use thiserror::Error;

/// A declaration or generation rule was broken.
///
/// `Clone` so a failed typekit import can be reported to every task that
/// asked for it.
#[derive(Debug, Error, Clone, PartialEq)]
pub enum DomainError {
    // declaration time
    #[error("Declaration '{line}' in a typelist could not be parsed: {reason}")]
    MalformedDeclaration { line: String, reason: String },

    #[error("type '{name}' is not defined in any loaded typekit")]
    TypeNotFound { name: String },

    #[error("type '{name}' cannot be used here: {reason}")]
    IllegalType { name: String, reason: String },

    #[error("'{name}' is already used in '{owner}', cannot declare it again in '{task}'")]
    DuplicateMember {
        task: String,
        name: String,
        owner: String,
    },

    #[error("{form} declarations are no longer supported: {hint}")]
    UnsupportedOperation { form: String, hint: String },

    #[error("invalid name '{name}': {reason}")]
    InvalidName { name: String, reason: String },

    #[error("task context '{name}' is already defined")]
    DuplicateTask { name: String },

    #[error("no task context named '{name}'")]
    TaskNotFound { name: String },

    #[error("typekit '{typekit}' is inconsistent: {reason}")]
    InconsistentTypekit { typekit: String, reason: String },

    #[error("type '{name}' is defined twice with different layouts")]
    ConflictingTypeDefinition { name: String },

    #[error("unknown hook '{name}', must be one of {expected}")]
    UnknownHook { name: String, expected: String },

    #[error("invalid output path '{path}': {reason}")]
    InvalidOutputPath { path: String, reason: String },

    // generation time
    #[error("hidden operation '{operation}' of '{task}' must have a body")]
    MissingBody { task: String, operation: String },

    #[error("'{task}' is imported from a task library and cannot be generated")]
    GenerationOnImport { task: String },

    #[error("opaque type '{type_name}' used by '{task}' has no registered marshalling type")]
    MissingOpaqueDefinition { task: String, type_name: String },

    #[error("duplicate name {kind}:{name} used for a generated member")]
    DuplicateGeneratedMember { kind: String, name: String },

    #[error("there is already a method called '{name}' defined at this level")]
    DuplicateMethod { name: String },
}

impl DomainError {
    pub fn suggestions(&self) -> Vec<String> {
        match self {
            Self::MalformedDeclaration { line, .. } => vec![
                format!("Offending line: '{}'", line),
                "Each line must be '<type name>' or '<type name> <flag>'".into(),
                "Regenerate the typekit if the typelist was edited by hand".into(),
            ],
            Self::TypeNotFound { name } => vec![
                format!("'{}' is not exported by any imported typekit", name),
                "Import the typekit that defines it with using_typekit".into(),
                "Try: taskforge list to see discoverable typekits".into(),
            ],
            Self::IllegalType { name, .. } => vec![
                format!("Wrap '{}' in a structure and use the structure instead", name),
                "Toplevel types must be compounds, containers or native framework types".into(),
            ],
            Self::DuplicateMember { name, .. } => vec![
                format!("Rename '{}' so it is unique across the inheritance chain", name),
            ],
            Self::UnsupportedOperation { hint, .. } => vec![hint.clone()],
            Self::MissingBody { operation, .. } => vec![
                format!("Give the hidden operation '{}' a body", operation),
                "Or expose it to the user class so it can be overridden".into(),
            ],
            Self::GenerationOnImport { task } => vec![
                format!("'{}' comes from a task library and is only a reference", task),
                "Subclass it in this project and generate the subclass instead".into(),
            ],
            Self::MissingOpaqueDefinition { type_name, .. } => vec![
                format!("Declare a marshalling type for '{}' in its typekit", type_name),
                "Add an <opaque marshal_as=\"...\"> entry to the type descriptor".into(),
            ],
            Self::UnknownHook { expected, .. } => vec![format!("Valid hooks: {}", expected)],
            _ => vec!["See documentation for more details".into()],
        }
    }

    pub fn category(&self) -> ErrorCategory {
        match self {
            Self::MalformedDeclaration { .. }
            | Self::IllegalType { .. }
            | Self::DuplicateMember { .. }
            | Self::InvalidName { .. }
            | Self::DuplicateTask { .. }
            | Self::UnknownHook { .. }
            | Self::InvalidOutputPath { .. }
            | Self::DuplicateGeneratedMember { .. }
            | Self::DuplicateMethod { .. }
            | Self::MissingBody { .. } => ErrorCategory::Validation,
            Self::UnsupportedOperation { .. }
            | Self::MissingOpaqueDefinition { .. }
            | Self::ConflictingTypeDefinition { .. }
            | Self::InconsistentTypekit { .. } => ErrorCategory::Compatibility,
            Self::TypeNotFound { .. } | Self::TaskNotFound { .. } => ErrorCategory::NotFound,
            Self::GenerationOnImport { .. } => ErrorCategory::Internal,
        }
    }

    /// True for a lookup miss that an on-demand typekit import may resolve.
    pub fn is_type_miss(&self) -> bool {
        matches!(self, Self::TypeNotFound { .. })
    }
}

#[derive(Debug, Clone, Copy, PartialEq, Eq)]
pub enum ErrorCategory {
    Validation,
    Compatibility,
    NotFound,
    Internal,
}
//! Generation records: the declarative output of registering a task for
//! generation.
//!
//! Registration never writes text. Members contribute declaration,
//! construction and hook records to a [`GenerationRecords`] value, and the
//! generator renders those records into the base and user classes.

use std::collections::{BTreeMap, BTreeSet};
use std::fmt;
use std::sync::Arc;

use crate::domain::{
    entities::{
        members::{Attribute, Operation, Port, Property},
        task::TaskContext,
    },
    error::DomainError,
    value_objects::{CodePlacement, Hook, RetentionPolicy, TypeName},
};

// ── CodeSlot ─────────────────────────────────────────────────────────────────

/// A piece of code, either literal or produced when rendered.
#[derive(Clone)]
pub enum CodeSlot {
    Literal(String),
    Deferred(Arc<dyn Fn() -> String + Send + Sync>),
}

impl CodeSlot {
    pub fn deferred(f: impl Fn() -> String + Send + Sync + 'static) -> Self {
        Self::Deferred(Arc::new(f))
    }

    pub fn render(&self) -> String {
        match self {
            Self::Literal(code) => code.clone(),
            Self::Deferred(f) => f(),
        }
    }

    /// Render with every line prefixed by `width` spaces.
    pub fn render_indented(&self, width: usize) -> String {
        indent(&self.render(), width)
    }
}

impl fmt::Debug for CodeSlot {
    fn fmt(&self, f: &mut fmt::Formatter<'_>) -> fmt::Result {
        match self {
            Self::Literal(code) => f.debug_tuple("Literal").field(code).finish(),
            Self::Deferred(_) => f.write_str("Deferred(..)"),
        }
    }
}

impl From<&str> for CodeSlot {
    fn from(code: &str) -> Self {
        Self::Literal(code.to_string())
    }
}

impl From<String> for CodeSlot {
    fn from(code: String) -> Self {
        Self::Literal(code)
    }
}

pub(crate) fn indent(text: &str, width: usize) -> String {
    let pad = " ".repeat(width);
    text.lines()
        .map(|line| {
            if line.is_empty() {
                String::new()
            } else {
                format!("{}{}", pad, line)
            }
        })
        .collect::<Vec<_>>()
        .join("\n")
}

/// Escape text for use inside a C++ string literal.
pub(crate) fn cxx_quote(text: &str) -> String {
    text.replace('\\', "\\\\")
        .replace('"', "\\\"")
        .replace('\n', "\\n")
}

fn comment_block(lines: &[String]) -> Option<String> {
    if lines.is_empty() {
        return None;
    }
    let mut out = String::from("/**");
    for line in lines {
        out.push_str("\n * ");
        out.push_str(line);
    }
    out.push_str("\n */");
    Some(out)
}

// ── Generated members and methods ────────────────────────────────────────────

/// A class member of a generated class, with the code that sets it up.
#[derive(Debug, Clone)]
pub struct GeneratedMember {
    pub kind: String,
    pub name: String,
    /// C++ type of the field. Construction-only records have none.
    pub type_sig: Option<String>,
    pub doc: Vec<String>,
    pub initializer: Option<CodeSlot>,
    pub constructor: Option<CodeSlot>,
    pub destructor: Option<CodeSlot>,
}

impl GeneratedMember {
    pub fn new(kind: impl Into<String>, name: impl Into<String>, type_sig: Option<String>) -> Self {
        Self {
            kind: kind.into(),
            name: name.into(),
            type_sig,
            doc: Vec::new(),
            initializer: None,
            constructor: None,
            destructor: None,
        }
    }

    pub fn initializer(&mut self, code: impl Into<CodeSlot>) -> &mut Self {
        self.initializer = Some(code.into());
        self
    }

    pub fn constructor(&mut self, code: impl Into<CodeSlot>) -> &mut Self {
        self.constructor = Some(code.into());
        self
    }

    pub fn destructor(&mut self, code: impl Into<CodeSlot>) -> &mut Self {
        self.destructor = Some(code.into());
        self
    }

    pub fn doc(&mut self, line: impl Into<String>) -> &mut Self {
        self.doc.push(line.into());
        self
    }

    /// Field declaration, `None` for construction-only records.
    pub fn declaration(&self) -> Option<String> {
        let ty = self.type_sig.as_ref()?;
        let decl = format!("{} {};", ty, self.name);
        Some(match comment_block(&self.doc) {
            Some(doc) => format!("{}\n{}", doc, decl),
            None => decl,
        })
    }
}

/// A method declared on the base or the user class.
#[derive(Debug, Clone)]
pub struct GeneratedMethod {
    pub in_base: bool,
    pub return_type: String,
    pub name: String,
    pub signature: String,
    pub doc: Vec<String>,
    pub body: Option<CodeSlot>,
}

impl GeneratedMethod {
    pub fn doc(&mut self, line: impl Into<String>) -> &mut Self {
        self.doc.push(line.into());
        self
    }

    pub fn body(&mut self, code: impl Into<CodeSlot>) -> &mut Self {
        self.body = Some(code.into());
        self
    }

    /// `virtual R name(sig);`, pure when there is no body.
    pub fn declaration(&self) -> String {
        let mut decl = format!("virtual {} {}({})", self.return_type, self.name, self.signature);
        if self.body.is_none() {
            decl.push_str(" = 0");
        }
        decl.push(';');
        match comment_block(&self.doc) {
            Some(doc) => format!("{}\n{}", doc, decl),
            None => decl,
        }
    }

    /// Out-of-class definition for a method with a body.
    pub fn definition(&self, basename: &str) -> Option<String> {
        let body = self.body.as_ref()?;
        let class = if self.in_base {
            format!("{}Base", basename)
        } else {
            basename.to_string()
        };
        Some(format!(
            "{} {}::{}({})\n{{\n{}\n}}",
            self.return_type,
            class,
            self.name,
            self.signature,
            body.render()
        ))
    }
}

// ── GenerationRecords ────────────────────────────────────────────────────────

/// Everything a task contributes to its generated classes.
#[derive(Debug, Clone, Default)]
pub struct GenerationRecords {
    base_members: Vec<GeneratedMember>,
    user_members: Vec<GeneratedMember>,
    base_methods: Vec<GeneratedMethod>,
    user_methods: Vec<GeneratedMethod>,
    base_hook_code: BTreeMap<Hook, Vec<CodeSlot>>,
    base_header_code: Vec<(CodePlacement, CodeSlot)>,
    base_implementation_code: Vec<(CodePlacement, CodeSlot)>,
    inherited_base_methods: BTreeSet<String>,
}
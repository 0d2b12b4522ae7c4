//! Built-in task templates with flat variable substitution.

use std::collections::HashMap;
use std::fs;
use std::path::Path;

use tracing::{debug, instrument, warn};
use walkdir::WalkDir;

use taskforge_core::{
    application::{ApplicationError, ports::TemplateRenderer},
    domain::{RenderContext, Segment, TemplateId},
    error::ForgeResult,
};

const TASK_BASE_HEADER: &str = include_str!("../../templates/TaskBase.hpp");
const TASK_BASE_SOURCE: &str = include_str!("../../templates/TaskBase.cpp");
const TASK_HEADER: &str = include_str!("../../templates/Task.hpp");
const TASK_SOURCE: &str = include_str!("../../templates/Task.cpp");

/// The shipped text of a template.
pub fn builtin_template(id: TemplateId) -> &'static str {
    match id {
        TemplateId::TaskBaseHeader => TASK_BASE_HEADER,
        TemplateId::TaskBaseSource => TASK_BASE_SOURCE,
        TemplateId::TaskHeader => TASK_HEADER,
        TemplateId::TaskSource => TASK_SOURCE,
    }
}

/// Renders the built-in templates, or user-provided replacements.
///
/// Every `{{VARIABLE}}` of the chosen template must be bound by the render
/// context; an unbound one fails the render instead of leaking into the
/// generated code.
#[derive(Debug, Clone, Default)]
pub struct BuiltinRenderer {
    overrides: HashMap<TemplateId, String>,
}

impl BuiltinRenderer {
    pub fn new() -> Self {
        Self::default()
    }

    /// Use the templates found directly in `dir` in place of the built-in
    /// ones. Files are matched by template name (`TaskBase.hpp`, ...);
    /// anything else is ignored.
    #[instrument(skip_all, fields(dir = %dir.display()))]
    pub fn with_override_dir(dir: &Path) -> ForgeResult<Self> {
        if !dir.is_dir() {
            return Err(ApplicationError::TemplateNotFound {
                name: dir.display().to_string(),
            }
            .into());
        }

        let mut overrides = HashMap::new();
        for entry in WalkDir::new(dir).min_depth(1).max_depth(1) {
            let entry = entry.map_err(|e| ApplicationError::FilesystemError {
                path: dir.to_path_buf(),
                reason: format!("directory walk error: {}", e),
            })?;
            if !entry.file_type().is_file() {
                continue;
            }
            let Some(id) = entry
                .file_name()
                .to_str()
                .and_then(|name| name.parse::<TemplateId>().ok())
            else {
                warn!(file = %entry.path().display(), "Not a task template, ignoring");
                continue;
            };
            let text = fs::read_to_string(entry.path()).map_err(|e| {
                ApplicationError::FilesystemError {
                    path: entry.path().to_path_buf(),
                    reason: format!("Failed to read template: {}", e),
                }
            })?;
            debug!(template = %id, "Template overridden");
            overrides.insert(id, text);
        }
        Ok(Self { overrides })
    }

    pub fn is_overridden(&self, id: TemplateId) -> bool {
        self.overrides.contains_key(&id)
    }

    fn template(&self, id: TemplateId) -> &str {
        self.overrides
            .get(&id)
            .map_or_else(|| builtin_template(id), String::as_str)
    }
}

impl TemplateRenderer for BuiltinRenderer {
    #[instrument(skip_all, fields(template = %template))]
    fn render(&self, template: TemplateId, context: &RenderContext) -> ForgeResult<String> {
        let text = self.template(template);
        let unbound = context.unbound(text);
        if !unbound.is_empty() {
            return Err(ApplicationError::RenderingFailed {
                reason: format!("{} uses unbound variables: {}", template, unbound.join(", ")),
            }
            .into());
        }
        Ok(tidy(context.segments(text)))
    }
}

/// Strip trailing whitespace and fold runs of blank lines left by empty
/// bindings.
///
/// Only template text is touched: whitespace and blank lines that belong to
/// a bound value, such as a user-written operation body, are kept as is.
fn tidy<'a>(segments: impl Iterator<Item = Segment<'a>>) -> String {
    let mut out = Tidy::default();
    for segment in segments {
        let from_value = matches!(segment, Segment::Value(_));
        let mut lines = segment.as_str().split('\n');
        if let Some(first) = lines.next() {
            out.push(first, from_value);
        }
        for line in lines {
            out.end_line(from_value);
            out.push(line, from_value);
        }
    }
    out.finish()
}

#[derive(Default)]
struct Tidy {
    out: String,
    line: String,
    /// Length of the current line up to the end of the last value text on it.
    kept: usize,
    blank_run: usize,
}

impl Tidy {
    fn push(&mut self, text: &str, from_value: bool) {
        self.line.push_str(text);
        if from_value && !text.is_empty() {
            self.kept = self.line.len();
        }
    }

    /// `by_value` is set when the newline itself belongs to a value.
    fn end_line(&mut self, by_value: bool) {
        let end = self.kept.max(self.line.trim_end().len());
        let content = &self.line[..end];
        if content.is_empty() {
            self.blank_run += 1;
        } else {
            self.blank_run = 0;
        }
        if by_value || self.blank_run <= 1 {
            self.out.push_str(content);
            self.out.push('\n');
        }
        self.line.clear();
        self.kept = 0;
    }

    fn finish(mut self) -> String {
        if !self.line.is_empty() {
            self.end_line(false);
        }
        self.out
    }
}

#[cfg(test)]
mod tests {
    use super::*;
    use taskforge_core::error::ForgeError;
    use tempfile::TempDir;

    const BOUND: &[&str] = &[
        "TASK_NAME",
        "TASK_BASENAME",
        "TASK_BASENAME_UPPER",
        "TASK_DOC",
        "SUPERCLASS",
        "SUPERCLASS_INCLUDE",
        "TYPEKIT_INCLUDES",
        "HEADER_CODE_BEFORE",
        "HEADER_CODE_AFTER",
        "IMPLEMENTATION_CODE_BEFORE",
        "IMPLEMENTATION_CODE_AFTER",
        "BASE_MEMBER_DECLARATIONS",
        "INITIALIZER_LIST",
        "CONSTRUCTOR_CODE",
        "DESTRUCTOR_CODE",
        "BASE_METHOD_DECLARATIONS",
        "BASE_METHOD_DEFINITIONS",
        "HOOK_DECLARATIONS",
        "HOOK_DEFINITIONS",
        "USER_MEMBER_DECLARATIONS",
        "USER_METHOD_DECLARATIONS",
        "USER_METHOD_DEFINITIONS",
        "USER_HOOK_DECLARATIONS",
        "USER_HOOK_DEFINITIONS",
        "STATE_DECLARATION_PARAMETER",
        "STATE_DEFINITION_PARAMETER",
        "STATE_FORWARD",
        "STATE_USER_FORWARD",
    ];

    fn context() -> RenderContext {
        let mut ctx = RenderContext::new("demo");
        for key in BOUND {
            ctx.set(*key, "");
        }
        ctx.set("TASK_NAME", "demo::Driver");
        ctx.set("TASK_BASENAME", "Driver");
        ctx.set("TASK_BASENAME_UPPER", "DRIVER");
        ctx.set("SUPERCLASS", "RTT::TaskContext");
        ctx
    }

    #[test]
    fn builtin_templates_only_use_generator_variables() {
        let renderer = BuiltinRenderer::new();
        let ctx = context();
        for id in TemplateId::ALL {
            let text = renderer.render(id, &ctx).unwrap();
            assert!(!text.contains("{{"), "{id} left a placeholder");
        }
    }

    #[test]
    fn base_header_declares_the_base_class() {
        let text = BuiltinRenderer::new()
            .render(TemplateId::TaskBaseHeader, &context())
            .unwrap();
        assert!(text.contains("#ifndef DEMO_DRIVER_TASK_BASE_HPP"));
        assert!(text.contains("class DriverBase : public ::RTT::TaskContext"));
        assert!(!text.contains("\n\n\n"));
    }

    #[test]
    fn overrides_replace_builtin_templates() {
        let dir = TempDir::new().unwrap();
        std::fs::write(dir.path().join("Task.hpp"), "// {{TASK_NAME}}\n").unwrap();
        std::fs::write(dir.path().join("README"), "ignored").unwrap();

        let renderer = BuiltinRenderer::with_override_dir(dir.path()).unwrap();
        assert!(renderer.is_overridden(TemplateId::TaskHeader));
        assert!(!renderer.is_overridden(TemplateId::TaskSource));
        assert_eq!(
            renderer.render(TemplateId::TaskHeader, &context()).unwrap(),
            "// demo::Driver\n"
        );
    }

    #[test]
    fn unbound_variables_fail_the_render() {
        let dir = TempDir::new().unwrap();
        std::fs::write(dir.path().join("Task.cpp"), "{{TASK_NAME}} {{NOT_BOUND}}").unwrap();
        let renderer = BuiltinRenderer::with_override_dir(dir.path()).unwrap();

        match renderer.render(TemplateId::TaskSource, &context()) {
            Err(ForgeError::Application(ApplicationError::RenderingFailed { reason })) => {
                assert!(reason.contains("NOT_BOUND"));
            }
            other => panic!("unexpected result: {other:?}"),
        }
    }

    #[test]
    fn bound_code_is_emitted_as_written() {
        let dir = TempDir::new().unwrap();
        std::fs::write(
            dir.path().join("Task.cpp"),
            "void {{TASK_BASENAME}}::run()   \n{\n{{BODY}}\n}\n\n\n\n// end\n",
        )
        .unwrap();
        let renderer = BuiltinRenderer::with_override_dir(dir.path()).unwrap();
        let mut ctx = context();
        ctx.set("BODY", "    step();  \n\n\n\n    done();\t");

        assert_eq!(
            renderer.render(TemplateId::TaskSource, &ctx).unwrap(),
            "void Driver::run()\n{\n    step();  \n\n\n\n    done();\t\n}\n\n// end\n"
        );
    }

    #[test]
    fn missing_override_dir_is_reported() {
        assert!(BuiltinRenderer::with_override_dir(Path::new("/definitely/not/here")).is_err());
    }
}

□ □ □ □

Work required => Scan the entries above. Copy each line that has the string "must".

Task result =>
    #[error("unknown hook '{name}', must be one of {expected}")]
    #[error("hidden operation '{operation}' of '{task}' must have a body")]
                "Each line must be '<type name>' or '<type name> <flag>'".into(),
                "Toplevel types must be compounds, containers or native framework types".into(),
/// Every `{{VARIABLE}}` of the chosen template must be bound by the render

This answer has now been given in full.